[Saved data entries]

┄┄┄┄┄┄┄┄┄┄

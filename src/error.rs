//! Error types and handling for Sessy Bridge
//!
//! This module defines the error types used throughout the bridge. Vendor
//! failures are split into request errors (the device answered, but not with
//! a usable 200) and transport errors (the device could not be reached), so
//! the retry loop can decide what is worth another attempt.

use thiserror::Error;

/// Result type alias for bridge operations
pub type Result<T> = std::result::Result<T, SessyError>;

/// Main error type for Sessy Bridge
#[derive(Debug, Error)]
pub enum SessyError {
    /// Configuration-related errors
    #[error("Configuration error: {message}")]
    Config { message: String },

    /// The Sessy API answered with a non-200 status or an unusable body
    #[error("Failed call to Sessy API (status code = {status}, error message: '{message}')")]
    Request { status: u16, message: String },

    /// The Sessy device could not be reached (DNS, refused, timeout)
    #[error("Transport error: {message}")]
    Transport { message: String },

    /// The dynamic schedule lacks an element for the requested date
    #[error("Missing schedule information '{element}' for {date}")]
    Schedule { element: String, date: String },

    /// Every attempt of a retried call failed
    #[error("Failed to call Sessy API (too many retries)")]
    TooManyRetries,

    /// Vendor strategy string or selector level without a known mapping
    #[error("Unknown power strategy: {value}")]
    UnknownStrategy { value: String },

    /// Switch text other than On/Off
    #[error("Unknown switch state: {value}")]
    UnknownSwitchState { value: String },

    /// A host command that cannot be mapped onto a vendor call
    #[error("Command error: {message}")]
    Command { message: String },

    /// Host device store errors
    #[error("Host error: {message}")]
    Host { message: String },

    /// HTTP/Web server errors
    #[error("Web server error: {message}")]
    Web { message: String },

    /// Serialization/deserialization errors
    #[error("Serialization error: {message}")]
    Serialization { message: String },

    /// File I/O errors
    #[error("I/O error: {message}")]
    Io { message: String },

    /// Validation errors
    #[error("Validation error: {field} - {message}")]
    Validation { field: String, message: String },
}

impl SessyError {
    /// Create a new configuration error
    pub fn config<S: Into<String>>(message: S) -> Self {
        SessyError::Config {
            message: message.into(),
        }
    }

    /// Create a new request error from an HTTP status and vendor message
    pub fn request<S: Into<String>>(status: u16, message: S) -> Self {
        SessyError::Request {
            status,
            message: message.into(),
        }
    }

    /// Create a new transport error
    pub fn transport<S: Into<String>>(message: S) -> Self {
        SessyError::Transport {
            message: message.into(),
        }
    }

    /// Create a new schedule error
    pub fn schedule<S: Into<String>>(element: S, date: S) -> Self {
        SessyError::Schedule {
            element: element.into(),
            date: date.into(),
        }
    }

    /// Create a new unknown strategy error
    pub fn unknown_strategy<S: Into<String>>(value: S) -> Self {
        SessyError::UnknownStrategy {
            value: value.into(),
        }
    }

    /// Create a new unknown switch state error
    pub fn unknown_switch_state<S: Into<String>>(value: S) -> Self {
        SessyError::UnknownSwitchState {
            value: value.into(),
        }
    }

    /// Create a new command error
    pub fn command<S: Into<String>>(message: S) -> Self {
        SessyError::Command {
            message: message.into(),
        }
    }

    /// Create a new host error
    pub fn host<S: Into<String>>(message: S) -> Self {
        SessyError::Host {
            message: message.into(),
        }
    }

    /// Create a new web error
    pub fn web<S: Into<String>>(message: S) -> Self {
        SessyError::Web {
            message: message.into(),
        }
    }

    /// Create a new I/O error
    pub fn io<S: Into<String>>(message: S) -> Self {
        SessyError::Io {
            message: message.into(),
        }
    }

    /// Create a new validation error
    pub fn validation<S: Into<String>>(field: S, message: S) -> Self {
        SessyError::Validation {
            field: field.into(),
            message: message.into(),
        }
    }

    /// Whether the retry loop should try this call again
    pub fn is_retryable(&self) -> bool {
        matches!(
            self,
            SessyError::Request { .. } | SessyError::Transport { .. }
        )
    }
}

impl From<std::io::Error> for SessyError {
    fn from(err: std::io::Error) -> Self {
        SessyError::io(err.to_string())
    }
}

impl From<serde_yaml::Error> for SessyError {
    fn from(err: serde_yaml::Error) -> Self {
        SessyError::Serialization {
            message: err.to_string(),
        }
    }
}

impl From<serde_json::Error> for SessyError {
    fn from(err: serde_json::Error) -> Self {
        SessyError::Serialization {
            message: err.to_string(),
        }
    }
}

/// Connection, timeout and body read failures are transport errors
impl From<reqwest::Error> for SessyError {
    fn from(err: reqwest::Error) -> Self {
        match err.status() {
            Some(status) => SessyError::request(status.as_u16(), err.to_string()),
            None => SessyError::transport(err.to_string()),
        }
    }
}

#[cfg(test)]
mod tests {
    use super::*;

    #[test]
    fn test_error_creation() {
        let err = SessyError::config("test config error");
        assert!(matches!(err, SessyError::Config { .. }));

        let err = SessyError::request(500, "boom");
        assert!(matches!(err, SessyError::Request { status: 500, .. }));

        let err = SessyError::validation("field", "test validation error");
        assert!(matches!(err, SessyError::Validation { .. }));
    }

    #[test]
    fn test_error_display() {
        let err = SessyError::request(401, "unauthorized");
        assert_eq!(
            err.to_string(),
            "Failed call to Sessy API (status code = 401, error message: 'unauthorized')"
        );

        let err = SessyError::schedule("energy_prices", "2024-05-01");
        assert_eq!(
            err.to_string(),
            "Missing schedule information 'energy_prices' for 2024-05-01"
        );

        assert_eq!(
            SessyError::TooManyRetries.to_string(),
            "Failed to call Sessy API (too many retries)"
        );
    }

    #[test]
    fn test_retryable_classification() {
        assert!(SessyError::request(503, "busy").is_retryable());
        assert!(SessyError::transport("refused").is_retryable());
        assert!(!SessyError::schedule("power_strategy", "2024-05-01").is_retryable());
        assert!(!SessyError::unknown_strategy("POWER_STRATEGY_FOO").is_retryable());
        assert!(!SessyError::TooManyRetries.is_retryable());
    }
}
use super::devices::{UNIT_SETPOINT, UNIT_STRATEGY};
use super::{Endpoint, SessyPlugin};
use crate::error::{Result, SessyError};
use crate::host::SYSTEM_DEVICE_ID;
use crate::logging::{LogContext, StructuredLogger, get_logger_with_context};
use crate::sessy::{PowerStrategy, SwitchState};
use std::str::FromStr;

/// Host command verb
#[derive(Debug, Clone, Copy, PartialEq, Eq)]
pub enum CommandVerb {
    /// Selector or slider moved; the level carries the value
    SetLevel,
    Switch(SwitchState),
}

impl FromStr for CommandVerb {
    type Err = SessyError;

    fn from_str(s: &str) -> Result<Self> {
        if s.trim().eq_ignore_ascii_case("set level") {
            return Ok(CommandVerb::SetLevel);
        }
        s.parse::<SwitchState>()
            .map(CommandVerb::Switch)
            .map_err(|_| SessyError::command(format!("Unsupported command '{}'", s)))
    }
}

/// Per-battery share of a system-wide setpoint, rounded to whole watts
pub fn setpoint_share(total: i64, batteries: usize) -> i64 {
    if batteries == 0 {
        return 0;
    }
    (total as f64 / batteries as f64).round() as i64
}

/// Log a failed send and keep going; the first failure is reported
fn keep_first_error(
    outcome: Result<()>,
    sent: Result<()>,
    target: &Endpoint,
    logger: &StructuredLogger,
) -> Result<()> {
    if let Err(e) = &sent {
        logger.error(&format!("Command to {} failed: {}", target.config.name, e));
    }
    outcome.and(sent)
}

impl SessyPlugin {
    /// Relay a host command to the batteries it addresses
    ///
    /// The system device broadcasts to every battery; a battery device
    /// targets only itself. Commands are sent once. A broadcast reaches
    /// every battery even when one of them fails.
    pub async fn on_command(
        &mut self,
        device_id: &str,
        unit: u8,
        command: &str,
        level: f64,
    ) -> Result<()> {
        if !self.is_enabled() {
            return Err(SessyError::command("Plugin is not running"));
        }
        let logger = get_logger_with_context(
            LogContext::new("command")
                .with_device_id(device_id)
                .with_field("unit", unit.to_string()),
        );
        logger.info(&format!("Received '{}' level {}", command, level));

        let verb: CommandVerb = command.parse()?;
        let broadcast = device_id == SYSTEM_DEVICE_ID;
        let targets: Vec<Endpoint> = self
            .batteries
            .iter()
            .filter(|b| broadcast || b.config.name == device_id)
            .cloned()
            .collect();
        if targets.is_empty() {
            return Err(SessyError::command(format!(
                "No battery behind device '{}'",
                device_id
            )));
        }

        match unit {
            UNIT_STRATEGY => {
                let CommandVerb::SetLevel = verb else {
                    return Err(SessyError::command("Strategy only accepts 'Set Level'"));
                };
                let strategy = PowerStrategy::from_level(level.round() as i64)?;
                self.request_poll();
                let mut outcome = Ok(());
                for target in targets {
                    logger.info(&format!("Setting {} on {}", strategy, target.config.name));
                    let sent = target.api.set_strategy(strategy).await;
                    outcome = keep_first_error(outcome, sent, &target, &logger);
                }
                outcome?;
            }
            UNIT_SETPOINT => {
                let requested = match verb {
                    CommandVerb::SetLevel => level.round() as i64,
                    CommandVerb::Switch(SwitchState::Off) => 0,
                    CommandVerb::Switch(SwitchState::On) => {
                        return Err(SessyError::command("Setpoint cannot be switched on"));
                    }
                };
                let setpoint = if broadcast {
                    setpoint_share(requested, targets.len())
                } else {
                    requested
                };
                self.request_poll();
                let mut outcome = Ok(());
                for target in targets {
                    logger.info(&format!(
                        "Setting setpoint {}W on {}",
                        setpoint, target.config.name
                    ));
                    let sent = target.api.set_power_setpoint(setpoint).await;
                    outcome = keep_first_error(outcome, sent, &target, &logger);
                }
                outcome?;
            }
            other => {
                return Err(SessyError::command(format!(
                    "Unit {} does not accept commands",
                    other
                )));
            }
        }
        Ok(())
    }
}

#[cfg(test)]
mod tests {
    use super::*;

    #[test]
    fn verbs_parse() {
        assert_eq!("Set Level".parse::<CommandVerb>().unwrap(), CommandVerb::SetLevel);
        assert_eq!(
            "Off".parse::<CommandVerb>().unwrap(),
            CommandVerb::Switch(SwitchState::Off)
        );
        assert!(matches!(
            "Toggle".parse::<CommandVerb>().unwrap_err(),
            SessyError::Command { .. }
        ));
    }

    #[test]
    fn setpoint_is_shared_evenly() {
        assert_eq!(setpoint_share(1000, 4), 250);
        assert_eq!(setpoint_share(-1000, 3), -333);
        assert_eq!(setpoint_share(1000, 3), 333);
        assert_eq!(setpoint_share(1000, 0), 0);
    }
}
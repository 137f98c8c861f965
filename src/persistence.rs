//! Persistence of the adapter's device store
//!
//! The standalone adapter keeps device values in memory and writes them to a
//! JSON file after every callback, so accumulated counters survive restarts.

use crate::error::Result;
use crate::host::HostDevice;
use crate::logging::{StructuredLogger, get_logger};
use chrono::{DateTime, Utc};
use serde::{Deserialize, Serialize};
use std::path::{Path, PathBuf};

/// On-disk layout
#[derive(Debug, Clone, Serialize, Deserialize)]
pub struct PersistentState {
    pub saved_at: DateTime<Utc>,
    #[serde(default)]
    pub devices: Vec<HostDevice>,
}

/// Persistence manager
pub struct PersistenceManager {
    file_path: PathBuf,
    logger: StructuredLogger,
}

impl PersistenceManager {
    pub fn new<P: AsRef<Path>>(file_path: P) -> Self {
        Self {
            file_path: file_path.as_ref().to_path_buf(),
            logger: get_logger("persistence"),
        }
    }

    pub fn file_path(&self) -> &Path {
        &self.file_path
    }

    /// Load devices from disk; a missing file is an empty store
    pub fn load(&self) -> Result<Vec<HostDevice>> {
        if !self.file_path.exists() {
            self.logger
                .info("No persistent state file found, starting empty");
            return Ok(Vec::new());
        }

        let contents = std::fs::read_to_string(&self.file_path)?;
        let state: PersistentState = serde_json::from_str(&contents)?;
        self.logger.info(&format!(
            "Loaded {} device units saved at {}",
            state.devices.len(),
            state.saved_at
        ));
        Ok(state.devices)
    }

    /// Save devices to disk
    pub fn save(&self, devices: Vec<HostDevice>) -> Result<()> {
        let state = PersistentState {
            saved_at: Utc::now(),
            devices,
        };
        if let Some(parent) = self.file_path.parent()
            && !parent.as_os_str().is_empty()
        {
            std::fs::create_dir_all(parent)?;
        }
        let contents = serde_json::to_string_pretty(&state)?;
        let tmp = self.file_path.with_extension("json.tmp");
        std::fs::write(&tmp, contents)?;
        std::fs::rename(&tmp, &self.file_path)?;
        self.logger.debug("Saved persistent state to disk");
        Ok(())
    }
}
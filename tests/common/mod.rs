#![allow(dead_code)]

use async_trait::async_trait;
use chrono::NaiveDate;
use sessy_bridge::config::{DeviceConfig, DeviceFile, PluginConfig};
use sessy_bridge::error::{Result, SessyError};
use sessy_bridge::plugin::Connector;
use sessy_bridge::sessy::{
    DaySchedule, EnergyStatus, P1Details, PowerStatus, PowerStrategy, SessyApi,
};
use std::collections::HashMap;
use std::sync::atomic::{AtomicU32, Ordering};
use std::sync::{Arc, Mutex};

/// Scripted Sessy device
pub struct FakeSessy {
    name: String,
    state_of_charge: f64,
    power: i64,
    strategy: Mutex<String>,
    /// Status calls that fail with a transport error before answering
    failures: AtomicU32,
    pub status_calls: AtomicU32,
    pub p1_calls: AtomicU32,
    pub schedule_calls: AtomicU32,
    pub sent: Mutex<Vec<String>>,
    p1: P1Details,
    schedule: Option<DaySchedule>,
    /// Strategy and setpoint writes are refused
    rejecting: bool,
}

impl FakeSessy {
    pub fn battery(name: &str, state_of_charge: f64, power: i64) -> Self {
        Self {
            name: name.to_string(),
            state_of_charge,
            power,
            strategy: Mutex::new("POWER_STRATEGY_API".to_string()),
            failures: AtomicU32::new(0),
            status_calls: AtomicU32::new(0),
            p1_calls: AtomicU32::new(0),
            schedule_calls: AtomicU32::new(0),
            sent: Mutex::new(Vec::new()),
            p1: P1Details::default(),
            schedule: None,
            rejecting: false,
        }
    }

    pub fn meter(name: &str, p1: P1Details) -> Self {
        Self {
            p1,
            ..Self::battery(name, 0.0, 0)
        }
    }

    pub fn with_strategy(self, vendor: &str) -> Self {
        *self.strategy.lock().unwrap() = vendor.to_string();
        self
    }

    pub fn failing(self, times: u32) -> Self {
        self.failures.store(times, Ordering::SeqCst);
        self
    }

    pub fn rejecting(mut self) -> Self {
        self.rejecting = true;
        self
    }

    pub fn with_schedule(mut self, schedule: DaySchedule) -> Self {
        self.schedule = Some(schedule);
        self
    }

    pub fn sent(&self) -> Vec<String> {
        self.sent.lock().unwrap().clone()
    }

    fn maybe_reject(&self) -> Result<()> {
        if self.rejecting {
            return Err(SessyError::request(500, "Not allowed"));
        }
        Ok(())
    }

    fn maybe_fail(&self) -> Result<()> {
        let left = self.failures.load(Ordering::SeqCst);
        if left > 0 {
            self.failures.store(left - 1, Ordering::SeqCst);
            return Err(SessyError::transport("connection refused"));
        }
        Ok(())
    }
}

#[async_trait]
impl SessyApi for FakeSessy {
    fn name(&self) -> &str {
        &self.name
    }

    async fn get_power_status(&self) -> Result<PowerStatus> {
        self.status_calls.fetch_add(1, Ordering::SeqCst);
        self.maybe_fail()?;
        Ok(serde_json::from_value(serde_json::json!({
            "status": "ok",
            "sessy": {
                "state_of_charge": self.state_of_charge,
                "power": self.power,
                "power_setpoint": self.power,
                "system_state": "SYSTEM_STATE_RUNNING_SAFE"
            }
        }))?)
    }

    async fn get_energy_status(&self) -> Result<EnergyStatus> {
        Ok(serde_json::from_value(serde_json::json!({
            "status": "ok",
            "sessy_energy": {"import_wh": 1000.0, "export_wh": 800.0}
        }))?)
    }

    async fn get_power_strategy(&self) -> Result<PowerStrategy> {
        self.strategy.lock().unwrap().parse()
    }

    async fn get_dynamic_schedule(&self, date: NaiveDate) -> Result<DaySchedule> {
        self.schedule_calls.fetch_add(1, Ordering::SeqCst);
        self.schedule.clone().ok_or_else(|| {
            SessyError::schedule("power_strategy".to_string(), date.to_string())
        })
    }

    async fn set_strategy(&self, strategy: PowerStrategy) -> Result<()> {
        self.maybe_reject()?;
        self.sent
            .lock()
            .unwrap()
            .push(format!("strategy {}", strategy));
        Ok(())
    }

    async fn set_power_setpoint(&self, setpoint: i64) -> Result<()> {
        self.maybe_reject()?;
        self.sent
            .lock()
            .unwrap()
            .push(format!("setpoint {}", setpoint));
        Ok(())
    }

    async fn get_p1_details(&self) -> Result<P1Details> {
        self.p1_calls.fetch_add(1, Ordering::SeqCst);
        Ok(self.p1.clone())
    }
}

/// Hands out pre-built fakes by device name
#[derive(Default)]
pub struct FakeConnector {
    devices: HashMap<String, Arc<FakeSessy>>,
}

impl FakeConnector {
    pub fn with(mut self, fake: FakeSessy) -> Self {
        self.devices.insert(fake.name.clone(), Arc::new(fake));
        self
    }

    pub fn get(&self, name: &str) -> Arc<FakeSessy> {
        self.devices[name].clone()
    }

    /// Device file listing every fake; names starting with "P1" are meters
    pub fn device_file(&self) -> DeviceFile {
        let mut names: Vec<&String> = self.devices.keys().collect();
        names.sort();
        let mut file = DeviceFile::default();
        for name in names {
            let device = DeviceConfig {
                name: name.clone(),
                ip: "127.0.0.1".to_string(),
                user: "user".to_string(),
                pwd: "pwd".to_string(),
            };
            if name.starts_with("P1") {
                file.p1meter.push(device);
            } else {
                file.batteries.push(device);
            }
        }
        file
    }
}

impl Connector for FakeConnector {
    fn connect(&self, device: &DeviceConfig) -> Result<Arc<dyn SessyApi>> {
        let fake: Arc<dyn SessyApi> = self
            .devices
            .get(&device.name)
            .cloned()
            .ok_or_else(|| SessyError::config(format!("no fake for {}", device.name)))?;
        Ok(fake)
    }
}

/// Default plugin settings; backoff runs on paused time
pub fn settings() -> PluginConfig {
    PluginConfig::default()
}
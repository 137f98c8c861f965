#![no_main]
use libfuzzer_sys::fuzz_target;
use sessy_bridge::energy::EnergyCounter;

fuzz_target!(|data: &[u8]| {
    let text = String::from_utf8_lossy(data);
    let counter = EnergyCounter::parse(&text);
    assert!(counter.power.is_finite() && counter.wh.is_finite());

    // Whatever was stored, the next value must parse back
    let reparsed = EnergyCounter::parse(&counter.to_s_value());
    assert!(reparsed.wh.is_finite());
});
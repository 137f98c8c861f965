use super::*;

impl Default for LoggingConfig {
    fn default() -> Self {
        Self {
            level: "INFO".to_string(),
            file: "/tmp/sessy-bridge.log".to_string(),
            backup_count: 5,
            console_output: true,
            json_format: false,
        }
    }
}

impl Default for WebConfig {
    fn default() -> Self {
        Self {
            enabled: true,
            host: "127.0.0.1".to_string(),
            port: 8089,
        }
    }
}

impl Default for PluginConfig {
    fn default() -> Self {
        Self {
            devices_file: "sessy_devices.json".to_string(),
            heartbeat_seconds: 10,
            refresh_ticks: 1,
            p1_interval_ticks: 10,
            retry_attempts: 3,
            retry_base_delay_ms: 1000,
            request_timeout_ms: 10_000,
        }
    }
}

impl Default for Config {
    fn default() -> Self {
        Self {
            logging: LoggingConfig::default(),
            web: WebConfig::default(),
            plugin: PluginConfig::default(),
            persistence_file: "/data/sessy_devices_state.json".to_string(),
        }
    }
}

┄┄┄┄┄┄┄┄┄┄

• **Problem details**:
Give a single number: the count of lines above that include the word "WebConfig".

• **Task response**:
2